The Crew Dragon capsule will set atop the Falcon 9. Instead of landing the rocket back(a feat for which SpaceX has continued to master), the plan includes losing the flight. The launch will be terminated early, albeit intentionally, right before it hits its “Max Q” point(the point where the flight will experience the most atmospheric pressure). This will round up to be about 84 second post lift off. The flight will reach about 19kms from the surface of the earth.
At this point, the Dragon spacecraft’s launch escape system will automatically trigger, separating the crew aircraft from Falcon and propel it to a safe distance away from the rocket to ensure no lives are lost in case of a mishap. 5 minutes after the launch, Dragon will deploy its parachute system and about 10 minutes later, it will land in the Atlantic Ocean between 3 and 3.5 km from shore.
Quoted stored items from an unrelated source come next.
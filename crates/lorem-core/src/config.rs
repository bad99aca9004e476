use crate::{LoremError, Result};
use serde::{Deserialize, Serialize};
use std::fs;
use std::path::{Path, PathBuf};

pub const DEFAULT_WORDS_PER_SENTENCE: usize = 10;
pub const DEFAULT_SENTENCES_PER_PARAGRAPH: usize = 5;
pub const DEFAULT_COMMA_CHANCE: u32 = 3;

pub const WORDS_PER_SENTENCE_VAR: &str = "WORDS_PER_SENTENCE";
pub const SENTENCES_PER_PARAGRAPH_VAR: &str = "SENTENCES_PER_PARAGRAPH";
pub const COMMA_CHANCE_VAR: &str = "COMMA_CHANCE";

/// Shape parameters for generated text.
///
/// Every field must be positive. `comma_chance` is a "1 in N" threshold: a
/// comma candidate is accepted with probability `1 / comma_chance`.
#[derive(Debug, Clone, Copy, PartialEq, Eq, Serialize, Deserialize)]
#[serde(default, deny_unknown_fields)]
pub struct GeneratorConfig {
    pub words_per_sentence: usize,
    pub sentences_per_paragraph: usize,
    pub comma_chance: u32,
}

impl Default for GeneratorConfig {
    fn default() -> Self {
        Self {
            words_per_sentence: DEFAULT_WORDS_PER_SENTENCE,
            sentences_per_paragraph: DEFAULT_SENTENCES_PER_PARAGRAPH,
            comma_chance: DEFAULT_COMMA_CHANCE,
        }
    }
}

impl GeneratorConfig {
    /// Load a config from a TOML file. Missing keys keep their defaults.
    pub fn load(path: impl AsRef<Path>) -> Result<Self> {
        let content = fs::read_to_string(path.as_ref())?;
        let config: GeneratorConfig = toml::from_str(&content)?;
        config.validate()?;
        tracing::debug!(path = %path.as_ref().display(), ?config, "loaded config file");
        Ok(config)
    }

    /// Load the per-user config file if there is one, defaults otherwise.
    pub fn load_default() -> Result<Self> {
        Self::load_or_default(default_path())
    }

    /// Load `path` when it names an existing file, defaults otherwise.
    pub fn load_or_default(path: Option<PathBuf>) -> Result<Self> {
        match path {
            Some(path) if path.is_file() => Self::load(path),
            _ => Ok(Self::default()),
        }
    }

    /// Apply overrides from the process environment.
    pub fn with_env(self) -> Self {
        self.with_env_from(|var| std::env::var(var).ok())
    }

    /// Apply overrides using `lookup` to read variables.
    ///
    /// A variable that is unset, non-numeric, or not positive leaves the
    /// current value in place.
    pub fn with_env_from<F>(self, lookup: F) -> Self
    where
        F: Fn(&str) -> Option<String>,
    {
        Self {
            words_per_sentence: env_override(
                &lookup,
                WORDS_PER_SENTENCE_VAR,
                self.words_per_sentence,
            ),
            sentences_per_paragraph: env_override(
                &lookup,
                SENTENCES_PER_PARAGRAPH_VAR,
                self.sentences_per_paragraph,
            ),
            comma_chance: env_override(&lookup, COMMA_CHANCE_VAR, self.comma_chance),
        }
    }

    pub fn validate(&self) -> Result<()> {
        if self.words_per_sentence == 0 {
            return Err(LoremError::InvalidConfig(
                "words_per_sentence must be positive".to_string(),
            ));
        }
        if self.sentences_per_paragraph == 0 {
            return Err(LoremError::InvalidConfig(
                "sentences_per_paragraph must be positive".to_string(),
            ));
        }
        if self.comma_chance == 0 {
            return Err(LoremError::InvalidConfig(
                "comma_chance must be positive".to_string(),
            ));
        }
        Ok(())
    }
}

/// Where the per-user config file lives: `<config dir>/lorem/config.toml`.
pub fn default_path() -> Option<PathBuf> {
    dirs::config_dir().map(|dir| dir.join("lorem").join("config.toml"))
}

fn env_override<F, T>(lookup: &F, var: &str, current: T) -> T
where
    F: Fn(&str) -> Option<String>,
    T: std::str::FromStr + PartialOrd + Default,
{
    let Some(raw) = lookup(var) else {
        return current;
    };
    match raw.trim().parse::<T>() {
        Ok(value) if value > T::default() => value,
        _ => {
            tracing::debug!(var, value = %raw, "ignoring invalid environment override");
            current
        }
    }
}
The Dragon capsule will be studied, and so will the dummies acting as test subjects and it will be decided whether all the safety measures are in check and if SpaceX is ready for its first manned mission or not.
The Falcon 9 will not be landed this time around. Instead, the remains of the fusela will be studied for future references.The study will also be extensive in its report on the environmental impact this will have. There are plans of some kind of ignition event and hopefully, people on the ground will be able to witness this ‘failure’.
To date, the company has completed more than 700 tests of Crew Dragon’s SuperDraco engines, which will power the spacecraft away from Falcon 9 and carry crew to safety at any point during ascent or in the unlikelyevent of an emergency on the launch pad.
In May 2015, SpaceX completed a pad abort demonstration of Crew Dragon. In March 2019, SpaceX completed an end-to-end test flight of Crew Dragon without NASA astronauts onboard, making Dragon the first American spacecraft to autonomously dock with the International Space Station and safely return to Earth.